Sunday, April 24, 2016
Due to a recent issue that we have encountered, I have thought quite a bit about the words "special treatment" and if they apply to our situation. I've never thought of myself as a "helicopter mom" or a mom who would ask anyone to go out of their way/break the rules for my child. But - with each experience we encounter in our lives, our outlook on things can change. I am one who follows the rules - always. Ask my husband, he'll say the same. If I see a sign that says don't do something, I don't do it. I am afraid of consequences. When I try to call and clear up a situation and they tell me "No", I hang up and try to let it go. But in this recent situation - their rules were just not right. So I had to bring in my husband to help clear it up.

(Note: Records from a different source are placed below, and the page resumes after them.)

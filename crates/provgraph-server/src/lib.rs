//! HTTP server wiring for provgraph.
//!
//! Serves the JSON API from [`provgraph_api`] and accepts collector
//! documents on `POST /documents`, handing them to the in-process
//! [`pipeline`] for asynchronous ingestion.

pub mod error;
pub mod pipeline;

pub use error::Error;

use std::{path::PathBuf, sync::Arc};

use axum::{
  Json, Router,
  extract::{State, rejection::JsonRejection},
  http::StatusCode,
  response::IntoResponse,
  routing::post,
};
use provgraph_core::{
  dispatch::DEFAULT_CONCURRENCY,
  document::{Document, IngestRequest},
  store::GraphStore,
};
use serde::Deserialize;
use serde_json::json;
use tower_http::trace::TraceLayer;
use uuid::Uuid;

use pipeline::Emitter;

// ─── Configuration ────────────────────────────────────────────────────────────

/// Runtime server configuration, deserialised from `config.toml` and
/// `PROVGRAPH_*` environment variables. Every field has a default.
#[derive(Debug, Deserialize, Clone)]
#[serde(default)]
pub struct ServerConfig {
  pub host:              String,
  pub port:              u16,
  pub store_path:        PathBuf,
  /// Items of one batch ingestion in flight at once.
  pub batch_concurrency: usize,
  /// Capacity of the collector document queue.
  pub document_queue:    usize,
}

impl Default for ServerConfig {
  fn default() -> Self {
    Self {
      host:              "127.0.0.1".to_string(),
      port:              8080,
      store_path:        PathBuf::from("~/.local/share/provgraph/graph.db"),
      batch_concurrency: DEFAULT_CONCURRENCY,
      document_queue:    1024,
    }
  }
}

// ─── Router ───────────────────────────────────────────────────────────────────

/// Build the full application router: documents, API, and request tracing.
pub fn router<S>(store: Arc<S>, emitter: Emitter) -> Router
where
  S: GraphStore + 'static,
{
  Router::new()
    .route("/documents", post(publish_document))
    .with_state(emitter)
    .merge(provgraph_api::router(store))
    .layer(TraceLayer::new_for_http())
}

/// A document as submitted by a collector. The id is assigned on receipt
/// when absent.
#[derive(Debug, Deserialize)]
pub struct DocumentBody {
  #[serde(default)]
  pub id:        Option<Uuid>,
  pub collector: String,
  #[serde(default)]
  pub source:    String,
  pub request:   IngestRequest,
}

/// `POST /documents`: queue a document and answer 202 with its id.
async fn publish_document(
  State(emitter): State<Emitter>,
  body: Result<Json<DocumentBody>, JsonRejection>,
) -> Result<impl IntoResponse, Error> {
  let Json(body) = body?;
  let mut document = Document::new(body.collector, body.source, body.request);
  if let Some(id) = body.id {
    document.id = id;
  }
  emitter.publish(&document).await?;
  Ok((StatusCode::ACCEPTED, Json(json!({ "id": document.id }))))
}

// ─── Tests ────────────────────────────────────────────────────────────────────

#[cfg(test)]
mod tests {
  use axum::{body::Body, http::Request};
  use provgraph_store_sqlite::SqliteStore;
  use tokio_util::sync::CancellationToken;
  use tower::ServiceExt as _;

  use super::*;

  #[test]
  fn config_defaults_fill_missing_fields() {
    let cfg: ServerConfig = config::Config::builder()
      .add_source(config::File::from_str("port = 9000", config::FileFormat::Toml))
      .build()
      .unwrap()
      .try_deserialize()
      .unwrap();
    assert_eq!(cfg.port, 9000);
    assert_eq!(cfg.host, "127.0.0.1");
    assert_eq!(cfg.batch_concurrency, DEFAULT_CONCURRENCY);
    assert_eq!(cfg.document_queue, 1024);
  }

  #[tokio::test]
  async fn posted_document_is_accepted_and_ingested() {
    let store = Arc::new(SqliteStore::open_in_memory().await.unwrap());
    let (emitter, subscriber) = pipeline::channel(8);

    let body = json!({
      "collector": "deps.dev",
      "source": "https://deps.dev/pypi/requests",
      "request": { "kind": "package", "type": "pypi", "name": "requests", "version": "2.31.0" },
    });
    let req = Request::builder()
      .method("POST")
      .uri("/documents")
      .header("content-type", "application/json")
      .body(Body::from(body.to_string()))
      .unwrap();
    let resp = router(store.clone(), emitter).oneshot(req).await.unwrap();
    assert_eq!(resp.status(), StatusCode::ACCEPTED);

    // The router, and with it the only emitter, is gone: the subscriber
    // drains the queue and stops.
    let delivery = subscriber.run(store.clone(), CancellationToken::new()).await;
    assert_eq!(delivery.applied, 1);
    let nodes = store.packages(None).await.unwrap();
    assert_eq!(nodes[0].purl(), "pkg:pypi/requests@2.31.0");
  }

  #[tokio::test]
  async fn malformed_document_is_bad_request() {
    let store = Arc::new(SqliteStore::open_in_memory().await.unwrap());
    let (emitter, _subscriber) = pipeline::channel(8);

    let req = Request::builder()
      .method("POST")
      .uri("/documents")
      .header("content-type", "application/json")
      .body(Body::from(r#"{"collector":"x","request":{"kind":"teleport"}}"#))
      .unwrap();
    let resp = router(store, emitter).oneshot(req).await.unwrap();
    assert_eq!(resp.status(), StatusCode::BAD_REQUEST);
  }

  #[tokio::test]
  async fn api_routes_are_mounted() {
    let store = Arc::new(SqliteStore::open_in_memory().await.unwrap());
    let (emitter, _subscriber) = pipeline::channel(8);

    let req = Request::builder().uri("/healthz").body(Body::empty()).unwrap();
    let resp = router(store, emitter).oneshot(req).await.unwrap();
    assert_eq!(resp.status(), StatusCode::OK);
  }
}
//! Dependency ingestion: a package version depending on a package name (any
//! version) or one specific package version.

use provgraph_core::{
  Id, IdOr,
  dependency::DependencyInput,
  package::PackageInput,
  subject::DependentMatch,
};
use rusqlite::Connection;

use crate::{
  Result,
  encode::encode_dependency_type,
  identity, keys,
  upsert::{ConflictPolicy, Upsert},
};

#[derive(Debug, Clone)]
pub struct Request {
  package:    IdOr<PackageInput>,
  dependent:  IdOr<PackageInput>,
  matching:   DependentMatch,
  dependency: DependencyInput,
}

impl Request {
  pub fn new(
    package: IdOr<PackageInput>,
    dependent: IdOr<PackageInput>,
    matching: DependentMatch,
    dependency: DependencyInput,
  ) -> provgraph_core::Result<Self> {
    identity::check_package_version(&package)?;
    match matching {
      DependentMatch::AllVersions => identity::check_package_name(&dependent)?,
      DependentMatch::SpecificVersion => identity::check_package_version(&dependent)?,
    }
    Ok(Self { package, dependent, matching, dependency })
  }

  /// First writer wins; a repeat ingest resolves to the existing row.
  pub fn ingest(&self, conn: &Connection) -> Result<Id> {
    let package_id = identity::package_version(conn, &self.package)?;
    let dependent_id = match self.matching {
      DependentMatch::AllVersions => identity::package_name(conn, &self.dependent)?,
      DependentMatch::SpecificVersion => identity::package_version(conn, &self.dependent)?,
    };

    let d = &self.dependency;
    let upserted = Upsert::new(keys::DEPENDENCY.scoped_by(&self.matching), ConflictPolicy::Ignore)
      .arm(dependent_id)
      .set("package_id", package_id.0)
      .text("version_range", d.version_range.as_str())
      .text("dependency_type", encode_dependency_type(d.dependency_type))
      .text("justification", d.justification.as_str())
      .text("origin", d.origin.as_str())
      .text("collector", d.collector.as_str())
      .execute(conn)?;
    Ok(upserted.id())
  }
}
//! Dependency: a package version depending on a package name or version.

use serde::{Deserialize, Serialize};
use strum::{Display, EnumString};

use crate::{
  Id,
  package::{PackageFilter, PackageNode},
};

#[derive(
  Debug, Clone, Copy, PartialEq, Eq, Default, Serialize, Deserialize, Display, EnumString,
)]
#[serde(rename_all = "snake_case")]
#[strum(serialize_all = "SCREAMING_SNAKE_CASE")]
pub enum DependencyType {
  Direct,
  Indirect,
  #[default]
  Unknown,
}

#[derive(Debug, Clone, Default, PartialEq, Eq, Serialize, Deserialize)]
#[serde(default)]
pub struct DependencyInput {
  pub version_range:   String,
  pub dependency_type: DependencyType,
  pub justification:   String,
  pub origin:          String,
  pub collector:       String,
}

impl DependencyInput {
  pub fn new(
    dependency_type: DependencyType,
    justification: impl Into<String>,
    origin: impl Into<String>,
    collector: impl Into<String>,
  ) -> Self {
    Self {
      version_range: String::new(),
      dependency_type,
      justification: justification.into(),
      origin: origin.into(),
      collector: collector.into(),
    }
  }

  pub fn with_range(mut self, range: impl Into<String>) -> Self {
    self.version_range = range.into();
    self
  }
}

/// A stored dependency. `dependent.version` is `None` when the dependency
/// matches every version of the dependent package.
#[derive(Debug, Clone, PartialEq, Eq, Serialize, Deserialize)]
pub struct Dependency {
  pub id:              Id,
  pub package:         PackageNode,
  pub dependent:       PackageNode,
  pub version_range:   String,
  pub dependency_type: DependencyType,
  pub justification:   String,
  pub origin:          String,
  pub collector:       String,
}

#[derive(Debug, Clone, Default, PartialEq, Eq, Serialize, Deserialize)]
#[serde(default)]
pub struct DependencyFilter {
  pub id:                 Option<Id>,
  /// The depending package.
  pub package:            Option<PackageFilter>,
  /// The dependent. Without a version this matches name-level and
  /// version-level dependents alike.
  pub dependency_package: Option<PackageFilter>,
  pub version_range:      Option<String>,
  pub dependency_type:    Option<DependencyType>,
  pub justification:      Option<String>,
  pub origin:             Option<String>,
  pub collector:          Option<String>,
}
// ─── Dependency ──────────────────────────────────────────────────────────────

#[tokio::test]
async fn dependency_is_idempotent_and_first_writer_wins() {
  let s = store().await;

  let first = s
    .ingest_dependency(
      curl().into(),
      left_pad("1.0.0").into(),
      DependentMatch::SpecificVersion,
      direct().with_range("^1.0.0"),
    )
    .await
    .unwrap();
  let again = s
    .ingest_dependency(
      curl().into(),
      left_pad("1.0.0").into(),
      DependentMatch::SpecificVersion,
      direct().with_range("^1.0.0"),
    )
    .await
    .unwrap();

  assert_eq!(first.id, again.id);
  assert_eq!(s.row_count("dependencies").await.unwrap(), 1);
  assert_eq!(first.dependency_type, DependencyType::Direct);
  assert_eq!(first.version_range, "^1.0.0");
}

#[tokio::test]
async fn dependent_name_and_version_are_separate_facts() {
  let s = store().await;

  let any = s
    .ingest_dependency(
      curl().into(),
      PackageInput::new("npm", "", "left-pad").into(),
      DependentMatch::AllVersions,
      direct(),
    )
    .await
    .unwrap();
  let pinned = s
    .ingest_dependency(
      curl().into(),
      left_pad("1.0.0").into(),
      DependentMatch::SpecificVersion,
      direct(),
    )
    .await
    .unwrap();

  assert_ne!(any.id, pinned.id);
  assert!(any.dependent.version.is_none());
  assert!(pinned.dependent.version.is_some());
  assert_eq!(any.dependent.name_id, pinned.dependent.name_id);

  // Without a version the dependent filter matches both arms.
  let by_name = s
    .dependencies(Some(&DependencyFilter {
      dependency_package: Some(PackageFilter::named("left-pad")),
      ..Default::default()
    }))
    .await
    .unwrap();
  assert_eq!(by_name.len(), 2);

  let by_version = s
    .dependencies(Some(&DependencyFilter {
      dependency_package: Some(PackageFilter {
        version: Some("1.0.0".into()),
        ..PackageFilter::named("left-pad")
      }),
      ..Default::default()
    }))
    .await
    .unwrap();
  assert_eq!(by_version.len(), 1);
  assert_eq!(by_version[0].id, pinned.id);
}

#[tokio::test]
async fn batch_results_follow_input_order() {
  let s = store().await;

  let packages: Vec<IdOr<PackageInput>> = vec![curl().into(), curl().into(), curl().into()];
  let dependents: Vec<IdOr<PackageInput>> = vec![
    left_pad("1.0.0").into(),
    // Resolving this one creates a whole new namespace and type.
    PackageInput::new("pypi", "", "requests").with_version("2.31.0").into(),
    left_pad("1.3.0").into(),
  ];
  let ids = s
    .ingest_dependencies(
      packages,
      dependents.clone(),
      DependentMatch::SpecificVersion,
      vec![direct(), direct(), direct()],
    )
    .await
    .unwrap();

  assert_eq!(ids.len(), 3);
  for (id, dependent) in ids.iter().zip(dependents) {
    let single = s
      .ingest_dependency(curl().into(), dependent, DependentMatch::SpecificVersion, direct())
      .await
      .unwrap();
    assert_eq!(*id, single.id);
  }
}

#[tokio::test]
async fn invalid_batch_item_fails_the_whole_batch() {
  let s = store().await;

  let err = s
    .ingest_dependencies(
      vec![curl().into(), curl().into(), curl().into()],
      vec![
        left_pad("1.0.0").into(),
        PackageInput::new("npm", "", "left-pad").into(),
        left_pad("1.3.0").into(),
      ],
      DependentMatch::SpecificVersion,
      vec![direct(), direct(), direct()],
    )
    .await
    .unwrap_err();

  assert_eq!(err.kind(), ErrorKind::InvalidArgument);
  assert_eq!(s.row_count("dependencies").await.unwrap(), 0);
}

#[tokio::test]
async fn batch_item_failing_in_the_store_fails_the_batch() {
  let s = store().await;
  s.ingest_artifact(digest("aa")).await.unwrap();

  // Every item validates; the second names an artifact nobody ingested.
  let err = s
    .ingest_occurrences(
      vec![
        PackageOrSourceInput::package(curl()),
        PackageOrSourceInput::package(curl()),
        PackageOrSourceInput::source(guac()),
      ],
      vec![digest("aa").into(), digest("zz").into(), digest("aa").into()],
      vec![scan(), scan(), scan()],
    )
    .await
    .unwrap_err();

  assert_eq!(err.kind(), ErrorKind::NotFound);
  assert_eq!(err.to_string(), "ingest_occurrences: artifact not found: sha256:zz");
}

#[tokio::test]
async fn mismatched_batch_lengths_are_rejected() {
  let s = store().await;
  let err = s
    .ingest_occurrences(
      vec![PackageOrSourceInput::package(curl())],
      vec![],
      vec![scan()],
    )
    .await
    .unwrap_err();
  assert_eq!(err.kind(), ErrorKind::InvalidArgument);
}

#[tokio::test]
async fn dependents_are_ranked_by_frequency() {
  let s = store().await;
  let wget = PackageInput::new("deb", "debian", "wget").with_version("1.21");

  for depender in [curl(), wget.clone()] {
    s.ingest_dependency(
      depender.into(),
      left_pad("1.0.0").into(),
      DependentMatch::SpecificVersion,
      direct(),
    )
    .await
    .unwrap();
  }
  s.ingest_dependency(
    curl().into(),
    PackageInput::new("npm", "", "is-odd").into(),
    DependentMatch::AllVersions,
    direct(),
  )
  .await
  .unwrap();

  let ranked = s.dependent_frequency(10).await.unwrap();
  assert_eq!(ranked.len(), 2);
  assert_eq!(ranked[0].package.name, "left-pad");
  assert_eq!(ranked[0].count, 2);
  assert_eq!(ranked[1].package.name, "is-odd");
  assert_eq!(ranked[1].count, 1);
}

#[tokio::test]
async fn frequency_ties_are_cut_by_purl() {
  let s = store().await;

  // zlib is ingested first and so gets the lower name id.
  for dependency in ["zlib", "acorn"] {
    s.ingest_dependency(
      curl().into(),
      PackageInput::new("npm", "", dependency).into(),
      DependentMatch::AllVersions,
      direct(),
    )
    .await
    .unwrap();
  }

  let ranked = s.dependent_frequency(1).await.unwrap();
  assert_eq!(ranked.len(), 1);
  assert_eq!(ranked[0].package.purl(), "pkg:npm/acorn");
}

// ─── SBOM ────────────────────────────────────────────────────────────────────

#[tokio::test]
async fn sbom_with_missing_included_dependency_is_not_found() {
  let s = store().await;

  let err = s
    .ingest_sbom(
      PackageOrArtifactInput::package(curl()),
      sbom_doc("https://sbom.example/curl"),
      SbomIncludes { dependencies: vec![Id(999)], ..Default::default() },
    )
    .await
    .unwrap_err();

  assert_eq!(err.kind(), ErrorKind::NotFound);
  assert!(err.to_string().contains("included dependency not found: 999"));
  assert_eq!(s.row_count("sboms").await.unwrap(), 0);
}

#[tokio::test]
async fn sbom_hydrates_every_included_set() {
  let s = store().await;
  let artifact = s.ingest_artifact(digest("aa")).await.unwrap();
  let package = s.ingest_package(left_pad("1.0.0")).await.unwrap();
  let dependency = s
    .ingest_dependency(
      curl().into(),
      left_pad("1.0.0").into(),
      DependentMatch::SpecificVersion,
      direct(),
    )
    .await
    .unwrap();
  let occurrence = s
    .ingest_occurrence(PackageOrSourceInput::package(curl()), IdOr::Id(artifact), scan())
    .await
    .unwrap();

  let sbom = s
    .ingest_sbom(
      PackageOrArtifactInput::artifact(IdOr::Id(artifact)),
      sbom_doc("https://sbom.example/image"),
      SbomIncludes {
        packages:     vec![package.version_id, package.version_id],
        artifacts:    vec![artifact],
        dependencies: vec![dependency.id],
        occurrences:  vec![occurrence.id],
      },
    )
    .await
    .unwrap();

  assert!(matches!(sbom.subject, PackageOrArtifact::Artifact(ref a) if a.id == artifact));
  assert_eq!(sbom.included_packages.len(), 1);
  assert_eq!(sbom.included_artifacts.len(), 1);
  assert_eq!(sbom.included_dependencies.len(), 1);
  assert_eq!(sbom.included_dependencies[0].package.name, "curl");
  assert_eq!(sbom.included_dependencies[0].dependent.name, "left-pad");
  assert_eq!(sbom.included_occurrences.len(), 1);
  assert_eq!(sbom.included_occurrences[0].artifact.id, artifact);
}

Situation - For April school vacation we signed her up for an extra special experience, a daily M-F zoo camp. We usually don't like to commit to anything because there is always that possibility she get sick, but she's off treatment and had been doing so well. It wasn't cheap but we made it work. She was SO excited. The Thursday before school vacation I got a call from the school nurse who said she wasn't feeling well and had a low grade 100 degree fever. I picked her up at lunch time and took her home to rest. By the next day (Friday) her temp was up to 103.8 and she had vomiting as well. We took her to her Pediatrician and she had a viral infection, we were sent home to rest and encourage fluids. The high temp stayed through Sunday and a cough came as well. By Sunday night she hadn't used the bathroom at all and her cough was really bad. I decided it was time to go to the ER to get her checked out. I figured we would go in, get some fluids and go home. She could still feel better the next day for zoo camp. When we got to the ER they did a chest x-ray to rule out Pneumonia, but it confirmed Pneumonia. Her oxygen saturations were hovering around 90% (dipping as low as 84) and they did not feel comfortable with us leaving. We stayed for two nights and she received many doses on antibiotics and fluids. On Tuesday zoo camp called to see why she hadn't been there, I told them the situation (tearing up when I told them how excited she had been). I asked if we could possibly switch the week for a week in the summer so she could still experience it. I was told they had strict rules but she would run it by the director. I got a phone call back about 20 minutes later and she said sorry, they weren't able to refund the money or switch the week. I was very upset and rules are rules I guess. I then called my husband and explained what had happened (he was at home with our other two children), he was NOT happy with the answer. He called back and left several messages. He finally reached the director who, at first, was not much help. She insisted they cannot bend the rules, even for these circumstances. Not until he mentioned what the news would think about this did she change her attitude. In the end, we did get the week switched to a week in the summer - but it was only because they didn't want us to reach out to the news or put any attention on them, not because they had a change of heart.
Our situation with our child is unique. We have a child who has faced death, before even knowing what it was. She has made friends at her cancer clinic and then lost them due to the horrible disease. She has had years of her innocent childhood stolen from her. Those years were so important to her development, socially and emotionally she is not where she should be. She never got to experience the first day of Kindergarten or her first Father/Daughter dance (which she cried for days about). After all that we have gone through as a family, we realized that every day is important because the next day could change everything.
I'll just say it - children who have fought or are fighting cancer should get special treatment. Everything possible should be done to ensure that they are experiencing life and making memories. As much as we wanted her to live a normal life, it's just not possible. She has been through too many traumatizing events. Even though she is no longer sick and her hair is growing back, the pain of all that has happened stays. Tomorrow we could hear the word "relapse" and that is why today is so important. 15-20% of children who have been treated for A.L.L. will relapse, that's a big number! I don't want to live everyday scared of her relapsing, but it is a possibility. That's why it is crucial she get to experience everything possible. There's a thing called "pulling the cancer card". When she was in the midst of treatment she was completely bald - you could tell she had cancer. We never really had to ask for special treatment, people would just do it because they felt bad. Once they start to look more "normal" no one has any idea what they've gone through. So sometimes you try to "pull the cancer card" so that way she can experience something extra special. I'm officially not ashamed to say that on rare occasions, we do it. And if it gets her to give us an extra big smile, then it was TOTALLY worth it.